Renal cell carcinoma frequently metastasizes to the skeleton in the later stages of the disease. Patients with bone metastasis from renal cell carcinoma experience severe pain, neurologic compromise, and frequent pathologic fractures. These tumors are relatively resistant to chemotherapy and radiation, and the 5-year survival of patients is less than 10%. The epidermal growth factor receptor is overexpressed in human renal cell carcinoma and hypothesized to be a potential target in the treatment of bone metastasis.
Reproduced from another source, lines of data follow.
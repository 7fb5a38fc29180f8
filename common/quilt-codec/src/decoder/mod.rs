// Copyright Amazon.com, Inc. or its affiliates. All Rights Reserved.
// SPDX-License-Identifier: Apache-2.0

// Both `DecoderBuffer` and `DecoderBufferMut` expose the same reader
// surface; the only difference is the mutability of the backing slice.
// The shared methods are stamped out here so the two stay in sync.
macro_rules! impl_buffer {
    ($name:ident, $result:ident, $value:ident, $value_call:ident, $parameterized:ident, $parameterized_call:ident, $split:ident) => {
        impl<'a> $name<'a> {
            /// Splits off a slice of `count` bytes, returning the slice and
            /// the remaining buffer
            #[inline]
            pub fn decode_slice(self, count: usize) -> $result<'a, $name<'a>> {
                self.ensure_len(count)?;

                let (slice, remaining) = self.bytes.$split(count);

                Ok((Self::new(slice), Self::new(remaining)))
            }

            /// Decodes a value of type `T`, splitting it from the current
            /// buffer.
            ///
            /// Readers are non-destructive on failure: an `Err` leaves the
            /// caller holding the buffer it started with.
            #[inline]
            pub fn decode<T: $value<'a>>(self) -> $result<'a, T> {
                T::$value_call(self)
            }

            /// Decodes a slice prefixed by a length of type `Len`
            #[inline]
            pub fn decode_slice_with_len_prefix<Len: $value<'a> + core::convert::TryInto<usize>>(
                self,
            ) -> $result<'a, Self> {
                let (len, buffer) = self.decode::<Len>()?;
                let len = len
                    .try_into()
                    .map_err(|_| DecoderError::LengthCapacityExceeded)?;
                buffer.decode_slice(len)
            }

            /// Decodes a value of type `T` prefixed by a length of type `Len`.
            /// The value must consume the entire prefixed slice.
            #[inline]
            pub fn decode_with_len_prefix<
                Len: $value<'a> + core::convert::TryInto<usize>,
                T: $value<'a>,
            >(
                self,
            ) -> $result<'a, T> {
                let (slice, buffer) = self.decode_slice_with_len_prefix::<Len>()?;
                let (value, slice) = slice.decode::<T>()?;
                slice.ensure_empty()?;
                Ok((value, buffer))
            }

            /// Decodes a value of type `T` whose decoding depends on `parameter`
            #[inline]
            pub fn decode_parameterized<T: $parameterized<'a>>(
                self,
                parameter: T::Parameter,
            ) -> $result<'a, T> {
                T::$parameterized_call(parameter, self)
            }

            /// Discards `count` bytes
            #[inline]
            pub fn skip(self, count: usize) -> Result<$name<'a>, DecoderError> {
                self.decode_slice(count).map(|(_, buffer)| buffer)
            }

            /// Discards a number of bytes encoded as a length prefix of type `Len`
            #[inline]
            pub fn skip_with_len_prefix<Len: $value<'a> + core::convert::TryInto<usize>>(
                self,
            ) -> Result<$name<'a>, DecoderError> {
                self.decode_slice_with_len_prefix::<Len>()
                    .map(|(_, buffer)| buffer)
            }

            /// Returns a read-only view of the current buffer without
            /// consuming it
            #[inline]
            #[must_use]
            pub fn peek(&'a self) -> crate::DecoderBuffer<'a> {
                crate::DecoderBuffer::new(self.bytes)
            }

            /// Returns the byte at `index` without consuming anything
            #[inline]
            pub fn peek_byte(&self, index: usize) -> Result<u8, DecoderError> {
                self.bytes
                    .get(index)
                    .cloned()
                    .ok_or(DecoderError::UnexpectedEof(index))
            }

            /// Returns a read-only view of the trailing `count` bytes without
            /// consuming anything
            #[inline]
            pub fn peek_suffix(&self, count: usize) -> Result<crate::DecoderBuffer, DecoderError> {
                self.ensure_len(count)?;
                let offset = self.bytes.len() - count;
                Ok(crate::DecoderBuffer::new(&self.bytes[offset..]))
            }

            /// Returns an error if the buffer is not empty
            #[inline]
            pub fn ensure_empty(&self) -> Result<(), DecoderError> {
                if self.is_empty() {
                    Ok(())
                } else {
                    Err(DecoderError::UnexpectedBytes(self.len()))
                }
            }

            /// Returns an error if the buffer holds fewer than `len` bytes
            #[inline]
            pub fn ensure_len(&self, len: usize) -> Result<(), DecoderError> {
                if self.len() < len {
                    Err(DecoderError::UnexpectedEof(len))
                } else {
                    Ok(())
                }
            }

            #[inline]
            pub fn len(&self) -> usize {
                self.bytes.len()
            }

            #[inline]
            pub fn is_empty(&self) -> bool {
                self.bytes.is_empty()
            }

            /// Borrows the buffer's slice. This removes the panic protection
            /// the buffer provides.
            #[inline]
            pub fn as_less_safe_slice(&'a self) -> &'a [u8] {
                self.bytes
            }
        }

        impl<'a> PartialEq<[u8]> for $name<'a> {
            #[inline]
            fn eq(&self, rhs: &[u8]) -> bool {
                let bytes: &[u8] = self.bytes.as_ref();
                bytes.eq(rhs)
            }
        }
    };
}

pub mod buffer;
pub mod buffer_mut;
#[macro_use]
pub mod value;

pub use buffer::*;
pub use buffer_mut::*;
pub use value::*;

#[derive(Clone, Copy, Debug, PartialEq, Eq)]
pub enum DecoderError {
    UnexpectedEof(usize),
    UnexpectedBytes(usize),
    LengthCapacityExceeded,
    InvariantViolation(&'static str),
}

use core::fmt;

impl fmt::Display for DecoderError {
    fn fmt(&self, f: &mut fmt::Formatter) -> fmt::Result {
        match self {
            Self::UnexpectedEof(len) => write!(f, "unexpected eof: {len}"),
            Self::UnexpectedBytes(len) => write!(f, "unexpected bytes: {len}"),
            Self::LengthCapacityExceeded => write!(
                f,
                "length could not be represented in platform's usize type"
            ),
            Self::InvariantViolation(msg) => write!(f, "{msg}"),
        }
    }
}

impl From<DecoderError> for &'static str {
    fn from(error: DecoderError) -> Self {
        match error {
            DecoderError::UnexpectedEof(_) => "unexpected eof",
            DecoderError::UnexpectedBytes(_) => "unexpected bytes",
            DecoderError::LengthCapacityExceeded => {
                "length could not be represented in platform's usize type"
            }
            DecoderError::InvariantViolation(msg) => msg,
        }
    }
}

#[macro_export]
macro_rules! decoder_invariant {
    ($expr:expr, $invariant:expr) => {
        if !($expr) {
            return ::core::result::Result::Err(
                $crate::decoder::DecoderError::InvariantViolation($invariant).into(),
            );
        }
    };
}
Using in vitro studies, it was shown that blockade of the epidermal growth factor receptor was effective in decreasing proliferation and receptor autophosphorylation of a human bone-derived renal cell carcinoma cell line. In an experimental nude mouse model, treatment with Taxol and protein tyrosine kinase inhibitor 166, a small molecule receptor tyrosine kinase inhibitor, blocked the growth of renal cell carcinoma in the tibia and resulted in decreased bone destruction. The use of protein tyrosine kinase inhibitor 166 and Taxol was cytostatic and nontoxic in long-term animal experiments. Epidermal growth factor receptor blockade is an exciting potential therapy for renal cell carcinoma bone metastasis in humans, but because it is cytostatic rather than cytotoxic, its optimal role may be as a supplement to cytotoxic chemotherapy. It ultimate role and its relationship to other therapeutic interventions remains to be elucidated and validated.